Identify each line below containing the string "false" and copy it.

== == ==

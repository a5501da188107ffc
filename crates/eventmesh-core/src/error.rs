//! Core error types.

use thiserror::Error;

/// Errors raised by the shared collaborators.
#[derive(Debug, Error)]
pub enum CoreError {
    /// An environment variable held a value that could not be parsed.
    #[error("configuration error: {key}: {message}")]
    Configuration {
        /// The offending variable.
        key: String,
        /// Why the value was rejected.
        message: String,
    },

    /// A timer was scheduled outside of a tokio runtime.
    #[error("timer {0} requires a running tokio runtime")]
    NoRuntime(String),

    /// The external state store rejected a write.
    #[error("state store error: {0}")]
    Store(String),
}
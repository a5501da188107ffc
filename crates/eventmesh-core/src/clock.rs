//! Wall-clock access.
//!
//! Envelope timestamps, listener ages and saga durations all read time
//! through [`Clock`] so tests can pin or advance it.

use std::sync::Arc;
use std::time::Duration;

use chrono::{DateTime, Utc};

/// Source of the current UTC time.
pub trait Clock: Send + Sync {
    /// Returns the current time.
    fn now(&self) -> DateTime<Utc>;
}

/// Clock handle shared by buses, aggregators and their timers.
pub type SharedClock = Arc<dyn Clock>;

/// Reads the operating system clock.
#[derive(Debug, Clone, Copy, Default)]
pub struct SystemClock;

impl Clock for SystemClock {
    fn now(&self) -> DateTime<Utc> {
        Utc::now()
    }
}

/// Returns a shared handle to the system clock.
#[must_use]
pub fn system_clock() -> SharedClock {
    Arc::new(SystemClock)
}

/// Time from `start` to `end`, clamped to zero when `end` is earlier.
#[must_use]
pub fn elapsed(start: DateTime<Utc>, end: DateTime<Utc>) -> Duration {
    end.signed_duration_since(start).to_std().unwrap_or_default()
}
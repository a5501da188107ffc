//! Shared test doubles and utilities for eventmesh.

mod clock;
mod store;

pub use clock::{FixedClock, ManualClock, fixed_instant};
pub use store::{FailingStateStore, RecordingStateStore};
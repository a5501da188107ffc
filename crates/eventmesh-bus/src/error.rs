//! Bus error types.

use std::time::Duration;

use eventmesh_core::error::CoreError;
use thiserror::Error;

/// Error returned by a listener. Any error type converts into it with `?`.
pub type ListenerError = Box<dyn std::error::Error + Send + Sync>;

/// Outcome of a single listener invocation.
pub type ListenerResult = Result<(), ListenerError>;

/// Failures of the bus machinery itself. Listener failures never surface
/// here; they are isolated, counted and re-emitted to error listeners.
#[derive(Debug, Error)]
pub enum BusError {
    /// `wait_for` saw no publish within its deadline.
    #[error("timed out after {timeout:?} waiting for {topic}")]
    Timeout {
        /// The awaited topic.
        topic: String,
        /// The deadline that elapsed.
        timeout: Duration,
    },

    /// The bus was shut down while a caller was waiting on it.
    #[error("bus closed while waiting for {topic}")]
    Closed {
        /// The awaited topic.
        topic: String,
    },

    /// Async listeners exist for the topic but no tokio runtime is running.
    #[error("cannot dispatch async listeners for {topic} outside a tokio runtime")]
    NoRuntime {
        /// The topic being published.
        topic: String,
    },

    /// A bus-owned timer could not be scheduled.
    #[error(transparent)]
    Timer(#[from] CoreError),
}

== == ==

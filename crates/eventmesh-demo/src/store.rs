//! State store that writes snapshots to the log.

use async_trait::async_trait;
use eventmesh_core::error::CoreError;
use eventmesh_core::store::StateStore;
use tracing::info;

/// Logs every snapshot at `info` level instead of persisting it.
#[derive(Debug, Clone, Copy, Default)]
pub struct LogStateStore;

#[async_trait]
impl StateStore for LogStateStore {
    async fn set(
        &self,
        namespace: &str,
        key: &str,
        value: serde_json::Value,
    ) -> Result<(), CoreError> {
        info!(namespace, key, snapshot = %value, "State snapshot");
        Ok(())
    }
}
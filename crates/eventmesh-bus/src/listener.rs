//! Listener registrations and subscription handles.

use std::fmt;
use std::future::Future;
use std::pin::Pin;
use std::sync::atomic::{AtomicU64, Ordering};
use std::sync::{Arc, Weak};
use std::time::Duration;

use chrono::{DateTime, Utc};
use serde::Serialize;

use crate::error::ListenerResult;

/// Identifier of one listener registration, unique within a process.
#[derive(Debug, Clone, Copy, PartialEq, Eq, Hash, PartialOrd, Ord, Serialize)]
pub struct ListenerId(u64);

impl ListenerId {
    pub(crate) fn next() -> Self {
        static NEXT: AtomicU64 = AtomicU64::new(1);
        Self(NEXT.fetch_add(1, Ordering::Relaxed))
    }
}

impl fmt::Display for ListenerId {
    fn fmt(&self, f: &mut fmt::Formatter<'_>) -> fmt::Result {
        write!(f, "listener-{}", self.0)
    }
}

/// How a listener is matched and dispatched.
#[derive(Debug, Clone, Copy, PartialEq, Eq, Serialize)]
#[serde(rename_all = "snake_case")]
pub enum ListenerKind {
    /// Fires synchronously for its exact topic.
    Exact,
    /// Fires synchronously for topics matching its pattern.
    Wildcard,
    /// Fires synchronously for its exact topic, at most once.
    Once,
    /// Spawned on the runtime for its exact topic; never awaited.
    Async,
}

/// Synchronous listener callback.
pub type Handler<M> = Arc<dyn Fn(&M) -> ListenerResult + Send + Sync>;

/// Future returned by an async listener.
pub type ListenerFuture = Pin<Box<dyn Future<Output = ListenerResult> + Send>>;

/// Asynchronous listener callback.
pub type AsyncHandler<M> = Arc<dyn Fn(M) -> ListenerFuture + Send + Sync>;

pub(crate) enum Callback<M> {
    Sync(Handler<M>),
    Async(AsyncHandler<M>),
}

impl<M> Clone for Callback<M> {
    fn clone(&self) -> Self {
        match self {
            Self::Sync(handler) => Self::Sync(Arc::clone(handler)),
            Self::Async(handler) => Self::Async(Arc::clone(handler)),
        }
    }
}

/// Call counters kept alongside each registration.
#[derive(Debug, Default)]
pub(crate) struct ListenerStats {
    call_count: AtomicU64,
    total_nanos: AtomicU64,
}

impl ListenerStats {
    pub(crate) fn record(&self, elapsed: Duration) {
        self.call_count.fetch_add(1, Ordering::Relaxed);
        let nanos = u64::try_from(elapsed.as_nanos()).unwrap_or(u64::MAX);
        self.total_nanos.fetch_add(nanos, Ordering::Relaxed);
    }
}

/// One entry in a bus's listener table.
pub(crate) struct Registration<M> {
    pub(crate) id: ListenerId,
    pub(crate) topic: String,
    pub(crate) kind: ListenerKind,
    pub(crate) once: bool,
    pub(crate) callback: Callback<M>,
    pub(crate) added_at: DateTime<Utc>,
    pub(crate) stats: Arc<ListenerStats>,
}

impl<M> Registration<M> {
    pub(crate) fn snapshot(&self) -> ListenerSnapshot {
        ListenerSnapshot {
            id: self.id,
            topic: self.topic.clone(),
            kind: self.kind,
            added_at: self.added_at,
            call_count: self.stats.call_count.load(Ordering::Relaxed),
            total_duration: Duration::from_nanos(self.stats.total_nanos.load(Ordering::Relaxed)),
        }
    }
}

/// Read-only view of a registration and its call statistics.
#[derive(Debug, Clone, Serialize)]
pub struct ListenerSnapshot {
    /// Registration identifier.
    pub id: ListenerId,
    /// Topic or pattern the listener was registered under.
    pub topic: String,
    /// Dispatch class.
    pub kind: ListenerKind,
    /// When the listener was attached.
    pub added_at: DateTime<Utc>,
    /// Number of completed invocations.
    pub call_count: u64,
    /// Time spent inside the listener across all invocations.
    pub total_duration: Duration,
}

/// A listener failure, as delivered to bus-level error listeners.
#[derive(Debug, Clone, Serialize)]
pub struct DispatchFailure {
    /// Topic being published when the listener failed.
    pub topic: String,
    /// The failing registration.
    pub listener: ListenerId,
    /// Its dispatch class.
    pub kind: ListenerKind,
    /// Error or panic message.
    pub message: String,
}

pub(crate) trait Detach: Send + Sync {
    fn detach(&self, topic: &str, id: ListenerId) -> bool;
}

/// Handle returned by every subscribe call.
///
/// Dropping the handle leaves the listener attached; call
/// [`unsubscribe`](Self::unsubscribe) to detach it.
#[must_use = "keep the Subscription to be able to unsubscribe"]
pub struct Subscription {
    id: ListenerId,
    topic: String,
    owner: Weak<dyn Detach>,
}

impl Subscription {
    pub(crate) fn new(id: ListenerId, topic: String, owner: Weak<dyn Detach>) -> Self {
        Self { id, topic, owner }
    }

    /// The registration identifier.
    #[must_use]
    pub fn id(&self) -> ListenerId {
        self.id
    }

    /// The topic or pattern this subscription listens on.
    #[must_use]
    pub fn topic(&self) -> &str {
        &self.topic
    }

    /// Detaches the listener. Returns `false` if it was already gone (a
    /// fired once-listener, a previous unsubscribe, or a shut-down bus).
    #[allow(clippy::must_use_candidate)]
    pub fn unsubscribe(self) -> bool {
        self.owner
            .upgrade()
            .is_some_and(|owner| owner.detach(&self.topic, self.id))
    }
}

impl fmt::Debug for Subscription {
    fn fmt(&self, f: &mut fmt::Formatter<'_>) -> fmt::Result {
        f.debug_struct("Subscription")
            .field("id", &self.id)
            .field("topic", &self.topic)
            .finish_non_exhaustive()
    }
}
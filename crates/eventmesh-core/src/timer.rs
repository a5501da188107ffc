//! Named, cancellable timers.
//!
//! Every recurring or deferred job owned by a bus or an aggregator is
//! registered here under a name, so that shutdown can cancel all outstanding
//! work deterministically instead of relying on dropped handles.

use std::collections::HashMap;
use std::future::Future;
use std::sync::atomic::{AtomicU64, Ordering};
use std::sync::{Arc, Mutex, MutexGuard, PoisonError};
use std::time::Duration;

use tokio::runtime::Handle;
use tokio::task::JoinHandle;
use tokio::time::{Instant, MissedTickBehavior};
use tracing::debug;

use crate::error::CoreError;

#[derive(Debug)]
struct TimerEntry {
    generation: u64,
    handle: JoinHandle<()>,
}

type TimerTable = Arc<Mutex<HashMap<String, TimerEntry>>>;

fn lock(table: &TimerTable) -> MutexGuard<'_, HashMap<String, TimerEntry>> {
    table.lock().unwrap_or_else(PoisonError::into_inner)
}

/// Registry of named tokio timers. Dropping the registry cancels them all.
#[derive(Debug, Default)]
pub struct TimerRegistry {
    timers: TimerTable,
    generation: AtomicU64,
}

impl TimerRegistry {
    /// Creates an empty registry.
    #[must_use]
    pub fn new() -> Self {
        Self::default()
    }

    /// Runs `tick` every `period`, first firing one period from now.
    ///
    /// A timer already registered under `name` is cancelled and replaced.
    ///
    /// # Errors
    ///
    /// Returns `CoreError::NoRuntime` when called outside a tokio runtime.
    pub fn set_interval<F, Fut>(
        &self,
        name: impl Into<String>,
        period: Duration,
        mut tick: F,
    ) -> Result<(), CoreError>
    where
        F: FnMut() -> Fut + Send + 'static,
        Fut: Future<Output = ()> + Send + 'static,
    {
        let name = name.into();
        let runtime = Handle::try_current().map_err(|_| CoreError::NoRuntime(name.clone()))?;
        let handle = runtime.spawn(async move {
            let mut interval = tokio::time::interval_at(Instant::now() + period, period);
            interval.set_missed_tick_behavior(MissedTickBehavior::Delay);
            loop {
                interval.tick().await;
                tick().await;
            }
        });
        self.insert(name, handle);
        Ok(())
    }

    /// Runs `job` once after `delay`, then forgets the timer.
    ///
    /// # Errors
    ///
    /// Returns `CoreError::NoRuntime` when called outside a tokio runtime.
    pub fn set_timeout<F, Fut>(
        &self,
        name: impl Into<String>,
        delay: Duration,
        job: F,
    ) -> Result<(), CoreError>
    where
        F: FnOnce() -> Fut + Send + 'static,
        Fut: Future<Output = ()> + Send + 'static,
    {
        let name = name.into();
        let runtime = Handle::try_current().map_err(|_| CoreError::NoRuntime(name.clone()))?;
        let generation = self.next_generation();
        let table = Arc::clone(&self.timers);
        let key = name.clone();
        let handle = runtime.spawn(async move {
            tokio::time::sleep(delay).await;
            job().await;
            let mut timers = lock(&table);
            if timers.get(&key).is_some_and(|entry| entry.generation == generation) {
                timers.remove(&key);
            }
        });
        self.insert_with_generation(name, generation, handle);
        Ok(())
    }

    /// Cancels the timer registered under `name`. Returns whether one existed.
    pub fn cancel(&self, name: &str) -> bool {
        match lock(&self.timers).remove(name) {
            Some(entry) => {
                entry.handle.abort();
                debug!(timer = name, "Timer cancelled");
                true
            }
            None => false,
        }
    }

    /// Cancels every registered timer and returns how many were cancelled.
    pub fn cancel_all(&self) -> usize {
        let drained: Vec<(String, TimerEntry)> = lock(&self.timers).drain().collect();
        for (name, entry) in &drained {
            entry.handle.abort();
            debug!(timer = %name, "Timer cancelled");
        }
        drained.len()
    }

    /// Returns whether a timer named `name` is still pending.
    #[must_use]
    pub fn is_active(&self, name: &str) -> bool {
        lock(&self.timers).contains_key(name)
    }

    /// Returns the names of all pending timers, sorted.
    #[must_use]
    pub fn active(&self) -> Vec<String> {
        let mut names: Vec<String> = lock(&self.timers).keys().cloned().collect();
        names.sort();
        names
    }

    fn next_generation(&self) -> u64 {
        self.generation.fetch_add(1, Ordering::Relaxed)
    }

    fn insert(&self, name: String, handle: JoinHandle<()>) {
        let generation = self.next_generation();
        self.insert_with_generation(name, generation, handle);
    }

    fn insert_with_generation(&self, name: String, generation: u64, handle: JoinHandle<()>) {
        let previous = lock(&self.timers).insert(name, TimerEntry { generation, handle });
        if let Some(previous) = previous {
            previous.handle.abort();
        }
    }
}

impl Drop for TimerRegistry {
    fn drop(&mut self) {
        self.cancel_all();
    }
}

== == ==

◆ EXPECTED ANSWER:
    /// Detaches the listener. Returns `false` if it was already gone (a
            None => false,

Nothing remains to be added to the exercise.